> YOUR ASSIGNMENT
With the line containing "a smaller cell" as the start and the line containing "root key has" as the end, transcribe that span of the entries below exactly, including both.

::: GIVEN DATA :::

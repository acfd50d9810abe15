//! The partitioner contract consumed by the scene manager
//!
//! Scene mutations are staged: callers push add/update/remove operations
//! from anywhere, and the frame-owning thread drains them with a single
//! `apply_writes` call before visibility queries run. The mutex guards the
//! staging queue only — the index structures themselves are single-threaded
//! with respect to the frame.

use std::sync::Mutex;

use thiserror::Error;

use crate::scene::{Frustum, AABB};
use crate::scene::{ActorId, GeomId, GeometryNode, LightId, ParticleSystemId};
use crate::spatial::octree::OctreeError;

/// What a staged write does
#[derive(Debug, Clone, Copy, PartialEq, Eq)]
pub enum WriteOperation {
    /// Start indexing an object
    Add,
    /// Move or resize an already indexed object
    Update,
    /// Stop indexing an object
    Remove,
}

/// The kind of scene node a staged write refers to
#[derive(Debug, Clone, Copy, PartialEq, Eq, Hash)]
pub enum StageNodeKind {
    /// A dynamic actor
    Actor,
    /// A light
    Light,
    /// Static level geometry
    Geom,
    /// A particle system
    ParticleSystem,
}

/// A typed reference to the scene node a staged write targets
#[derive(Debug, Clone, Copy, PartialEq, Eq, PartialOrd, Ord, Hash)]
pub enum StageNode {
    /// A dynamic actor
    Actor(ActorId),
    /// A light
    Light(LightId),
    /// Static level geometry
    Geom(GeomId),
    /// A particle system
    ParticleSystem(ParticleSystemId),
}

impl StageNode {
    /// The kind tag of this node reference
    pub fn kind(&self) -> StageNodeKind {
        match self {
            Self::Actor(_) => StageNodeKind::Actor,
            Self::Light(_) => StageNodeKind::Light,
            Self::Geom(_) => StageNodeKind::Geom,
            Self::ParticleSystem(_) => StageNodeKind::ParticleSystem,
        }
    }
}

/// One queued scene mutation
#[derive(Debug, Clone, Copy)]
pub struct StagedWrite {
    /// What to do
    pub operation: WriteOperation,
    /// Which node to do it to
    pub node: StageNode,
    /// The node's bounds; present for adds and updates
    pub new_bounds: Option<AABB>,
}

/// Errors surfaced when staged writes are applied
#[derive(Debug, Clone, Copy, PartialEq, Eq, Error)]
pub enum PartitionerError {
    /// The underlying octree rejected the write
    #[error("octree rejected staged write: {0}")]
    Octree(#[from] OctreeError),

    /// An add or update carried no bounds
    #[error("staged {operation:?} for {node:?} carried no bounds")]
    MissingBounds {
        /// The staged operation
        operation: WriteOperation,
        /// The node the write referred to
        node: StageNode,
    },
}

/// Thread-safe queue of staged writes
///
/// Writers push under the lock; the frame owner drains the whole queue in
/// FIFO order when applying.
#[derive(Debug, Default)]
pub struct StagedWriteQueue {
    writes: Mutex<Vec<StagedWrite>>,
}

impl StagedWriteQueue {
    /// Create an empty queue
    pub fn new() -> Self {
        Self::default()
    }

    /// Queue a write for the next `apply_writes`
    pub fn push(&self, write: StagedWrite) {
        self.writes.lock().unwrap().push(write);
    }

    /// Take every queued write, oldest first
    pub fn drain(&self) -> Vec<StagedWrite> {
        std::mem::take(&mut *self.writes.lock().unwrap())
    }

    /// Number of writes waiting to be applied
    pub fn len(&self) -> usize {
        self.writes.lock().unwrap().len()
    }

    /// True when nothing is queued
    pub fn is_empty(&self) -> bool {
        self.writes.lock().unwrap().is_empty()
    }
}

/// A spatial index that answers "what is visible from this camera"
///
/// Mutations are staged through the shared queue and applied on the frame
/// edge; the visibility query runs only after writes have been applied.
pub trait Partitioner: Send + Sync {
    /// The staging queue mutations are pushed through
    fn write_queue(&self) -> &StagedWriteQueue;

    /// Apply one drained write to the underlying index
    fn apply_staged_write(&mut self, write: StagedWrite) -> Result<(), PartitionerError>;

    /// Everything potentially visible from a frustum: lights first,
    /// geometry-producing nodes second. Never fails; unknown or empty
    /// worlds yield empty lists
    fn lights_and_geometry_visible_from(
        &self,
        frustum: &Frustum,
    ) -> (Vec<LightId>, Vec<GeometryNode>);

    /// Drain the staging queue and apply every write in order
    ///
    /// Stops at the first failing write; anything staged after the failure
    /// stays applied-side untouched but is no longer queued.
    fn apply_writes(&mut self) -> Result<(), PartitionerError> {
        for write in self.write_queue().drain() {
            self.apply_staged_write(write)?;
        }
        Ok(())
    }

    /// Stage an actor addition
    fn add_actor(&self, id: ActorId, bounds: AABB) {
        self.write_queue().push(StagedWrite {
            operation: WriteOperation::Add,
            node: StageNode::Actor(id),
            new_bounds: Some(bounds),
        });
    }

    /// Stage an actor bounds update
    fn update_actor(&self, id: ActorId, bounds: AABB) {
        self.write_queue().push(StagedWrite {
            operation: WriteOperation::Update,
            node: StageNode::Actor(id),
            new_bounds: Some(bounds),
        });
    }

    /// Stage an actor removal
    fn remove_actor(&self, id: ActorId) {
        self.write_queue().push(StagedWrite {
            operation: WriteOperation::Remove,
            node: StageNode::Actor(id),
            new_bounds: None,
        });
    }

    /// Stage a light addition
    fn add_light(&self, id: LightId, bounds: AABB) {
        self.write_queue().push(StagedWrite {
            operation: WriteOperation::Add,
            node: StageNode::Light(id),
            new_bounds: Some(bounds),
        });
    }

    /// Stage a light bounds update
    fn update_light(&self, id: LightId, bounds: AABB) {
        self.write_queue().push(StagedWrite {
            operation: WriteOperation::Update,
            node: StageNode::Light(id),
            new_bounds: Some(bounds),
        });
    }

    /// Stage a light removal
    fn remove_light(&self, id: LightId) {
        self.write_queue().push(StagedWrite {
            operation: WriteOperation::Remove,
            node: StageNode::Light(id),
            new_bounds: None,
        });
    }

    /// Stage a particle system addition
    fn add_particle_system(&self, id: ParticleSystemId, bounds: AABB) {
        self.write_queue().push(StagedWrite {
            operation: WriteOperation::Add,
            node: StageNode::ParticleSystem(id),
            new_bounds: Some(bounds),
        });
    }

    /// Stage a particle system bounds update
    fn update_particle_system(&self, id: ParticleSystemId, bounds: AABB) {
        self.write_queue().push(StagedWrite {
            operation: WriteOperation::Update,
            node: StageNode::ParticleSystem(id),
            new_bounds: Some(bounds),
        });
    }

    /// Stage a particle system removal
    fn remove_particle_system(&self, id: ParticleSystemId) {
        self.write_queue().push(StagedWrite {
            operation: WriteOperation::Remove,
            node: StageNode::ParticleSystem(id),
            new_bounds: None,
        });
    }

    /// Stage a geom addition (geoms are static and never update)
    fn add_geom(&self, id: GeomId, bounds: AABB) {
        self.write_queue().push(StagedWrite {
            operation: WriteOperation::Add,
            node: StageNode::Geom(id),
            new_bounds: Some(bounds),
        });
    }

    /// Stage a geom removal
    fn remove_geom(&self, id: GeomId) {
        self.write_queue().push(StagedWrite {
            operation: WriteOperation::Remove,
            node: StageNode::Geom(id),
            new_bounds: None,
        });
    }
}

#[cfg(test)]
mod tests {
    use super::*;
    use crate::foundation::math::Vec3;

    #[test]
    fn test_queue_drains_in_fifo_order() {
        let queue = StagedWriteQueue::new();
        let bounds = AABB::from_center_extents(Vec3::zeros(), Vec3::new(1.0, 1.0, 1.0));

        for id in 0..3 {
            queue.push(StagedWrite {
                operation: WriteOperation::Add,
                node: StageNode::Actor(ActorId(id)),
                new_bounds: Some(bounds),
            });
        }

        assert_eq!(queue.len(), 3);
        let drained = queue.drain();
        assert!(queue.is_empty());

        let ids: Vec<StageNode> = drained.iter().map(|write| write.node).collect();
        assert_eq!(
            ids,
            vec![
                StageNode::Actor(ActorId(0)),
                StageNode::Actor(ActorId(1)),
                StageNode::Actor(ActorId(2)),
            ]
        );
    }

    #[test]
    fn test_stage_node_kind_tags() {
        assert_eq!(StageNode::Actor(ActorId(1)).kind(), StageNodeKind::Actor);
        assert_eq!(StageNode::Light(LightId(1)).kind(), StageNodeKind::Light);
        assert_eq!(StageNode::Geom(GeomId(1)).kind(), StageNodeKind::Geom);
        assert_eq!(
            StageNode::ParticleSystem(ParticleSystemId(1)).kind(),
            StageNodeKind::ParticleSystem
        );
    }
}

:::
::: GIVEN DATA :::

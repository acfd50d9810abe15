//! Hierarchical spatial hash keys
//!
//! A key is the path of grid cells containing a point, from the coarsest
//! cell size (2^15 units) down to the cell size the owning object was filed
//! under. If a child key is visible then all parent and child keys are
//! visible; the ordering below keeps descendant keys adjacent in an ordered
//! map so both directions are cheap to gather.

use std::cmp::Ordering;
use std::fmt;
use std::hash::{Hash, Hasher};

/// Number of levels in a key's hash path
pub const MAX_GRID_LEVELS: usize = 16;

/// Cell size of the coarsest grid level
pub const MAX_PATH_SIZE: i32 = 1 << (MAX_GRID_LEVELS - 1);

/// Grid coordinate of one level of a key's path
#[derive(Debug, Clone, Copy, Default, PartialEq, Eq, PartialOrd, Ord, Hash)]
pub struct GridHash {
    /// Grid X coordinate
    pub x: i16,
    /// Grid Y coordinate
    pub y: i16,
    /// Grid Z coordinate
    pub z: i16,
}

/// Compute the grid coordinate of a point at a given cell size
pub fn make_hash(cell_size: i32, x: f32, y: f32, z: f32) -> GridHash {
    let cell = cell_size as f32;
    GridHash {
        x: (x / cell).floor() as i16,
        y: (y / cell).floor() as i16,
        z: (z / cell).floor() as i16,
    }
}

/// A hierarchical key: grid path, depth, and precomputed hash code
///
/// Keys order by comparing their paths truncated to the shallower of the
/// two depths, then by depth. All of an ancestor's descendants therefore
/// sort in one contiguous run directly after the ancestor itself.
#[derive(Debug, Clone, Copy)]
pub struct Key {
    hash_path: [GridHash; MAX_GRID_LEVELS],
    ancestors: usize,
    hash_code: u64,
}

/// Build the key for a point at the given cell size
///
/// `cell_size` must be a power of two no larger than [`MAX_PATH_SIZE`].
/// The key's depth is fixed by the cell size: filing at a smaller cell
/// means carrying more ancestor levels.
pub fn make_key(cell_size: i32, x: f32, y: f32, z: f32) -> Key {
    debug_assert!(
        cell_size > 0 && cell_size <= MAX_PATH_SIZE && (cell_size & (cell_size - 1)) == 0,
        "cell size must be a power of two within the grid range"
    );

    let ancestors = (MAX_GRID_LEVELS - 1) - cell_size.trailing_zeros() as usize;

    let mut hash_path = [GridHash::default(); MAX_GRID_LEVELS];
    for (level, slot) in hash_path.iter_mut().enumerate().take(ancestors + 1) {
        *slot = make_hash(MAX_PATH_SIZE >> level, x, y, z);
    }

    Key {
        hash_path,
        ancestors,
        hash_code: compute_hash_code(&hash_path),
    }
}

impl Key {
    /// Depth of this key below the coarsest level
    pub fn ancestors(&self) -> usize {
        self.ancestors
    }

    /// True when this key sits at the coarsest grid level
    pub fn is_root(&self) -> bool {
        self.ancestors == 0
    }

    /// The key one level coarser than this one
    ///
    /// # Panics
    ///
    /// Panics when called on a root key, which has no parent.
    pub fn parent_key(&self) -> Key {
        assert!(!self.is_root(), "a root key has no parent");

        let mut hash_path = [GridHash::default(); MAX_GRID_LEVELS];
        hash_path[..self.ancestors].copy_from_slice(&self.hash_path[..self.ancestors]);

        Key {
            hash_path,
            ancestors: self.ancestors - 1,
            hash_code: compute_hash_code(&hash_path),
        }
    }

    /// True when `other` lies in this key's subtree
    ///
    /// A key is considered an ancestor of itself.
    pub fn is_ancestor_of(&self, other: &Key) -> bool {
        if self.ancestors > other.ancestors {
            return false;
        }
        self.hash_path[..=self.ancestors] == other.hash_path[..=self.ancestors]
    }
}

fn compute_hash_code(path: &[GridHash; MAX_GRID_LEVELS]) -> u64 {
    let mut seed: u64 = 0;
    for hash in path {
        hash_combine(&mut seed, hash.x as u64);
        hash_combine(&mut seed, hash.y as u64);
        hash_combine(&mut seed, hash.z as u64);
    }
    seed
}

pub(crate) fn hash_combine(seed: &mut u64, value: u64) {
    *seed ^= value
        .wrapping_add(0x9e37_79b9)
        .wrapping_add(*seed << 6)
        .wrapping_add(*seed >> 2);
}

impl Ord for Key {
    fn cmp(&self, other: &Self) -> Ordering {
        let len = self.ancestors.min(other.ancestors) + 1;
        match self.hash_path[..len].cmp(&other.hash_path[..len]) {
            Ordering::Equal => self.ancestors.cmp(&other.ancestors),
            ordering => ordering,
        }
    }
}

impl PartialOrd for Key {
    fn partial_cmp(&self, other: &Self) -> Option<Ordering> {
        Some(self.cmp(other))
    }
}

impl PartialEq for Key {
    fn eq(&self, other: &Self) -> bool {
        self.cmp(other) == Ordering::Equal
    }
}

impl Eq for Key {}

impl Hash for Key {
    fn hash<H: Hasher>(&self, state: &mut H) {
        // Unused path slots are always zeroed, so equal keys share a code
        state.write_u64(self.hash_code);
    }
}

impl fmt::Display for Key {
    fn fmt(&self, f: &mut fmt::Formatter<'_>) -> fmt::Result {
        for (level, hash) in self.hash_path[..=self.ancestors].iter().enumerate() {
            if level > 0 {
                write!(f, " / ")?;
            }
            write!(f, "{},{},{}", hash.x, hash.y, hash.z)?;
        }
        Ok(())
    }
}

:::

> RESULT FOR THIS TASK
/// The key's depth is fixed by the cell size: filing at a smaller cell
/// means carrying more ancestor levels.
pub fn make_key(cell_size: i32, x: f32, y: f32, z: f32) -> Key {
    debug_assert!(
        cell_size > 0 && cell_size <= MAX_PATH_SIZE && (cell_size & (cell_size - 1)) == 0,
        "cell size must be a power of two within the grid range"
    );

    let ancestors = (MAX_GRID_LEVELS - 1) - cell_size.trailing_zeros() as usize;

    let mut hash_path = [GridHash::default(); MAX_GRID_LEVELS];
    for (level, slot) in hash_path.iter_mut().enumerate().take(ancestors + 1) {
        *slot = make_hash(MAX_PATH_SIZE >> level, x, y, z);
    }

    Key {
        hash_path,
        ancestors,
        hash_code: compute_hash_code(&hash_path),
    }
}

impl Key {
    /// Depth of this key below the coarsest level
    pub fn ancestors(&self) -> usize {
        self.ancestors
    }

    /// True when this key sits at the coarsest grid level
    pub fn is_root(&self) -> bool {
        self.ancestors == 0
    }

    /// The key one level coarser than this one
    ///
    /// # Panics
    ///
    /// Panics when called on a root key, which has no parent.
    pub fn parent_key(&self) -> Key {
        assert!(!self.is_root(), "a root key has no parent");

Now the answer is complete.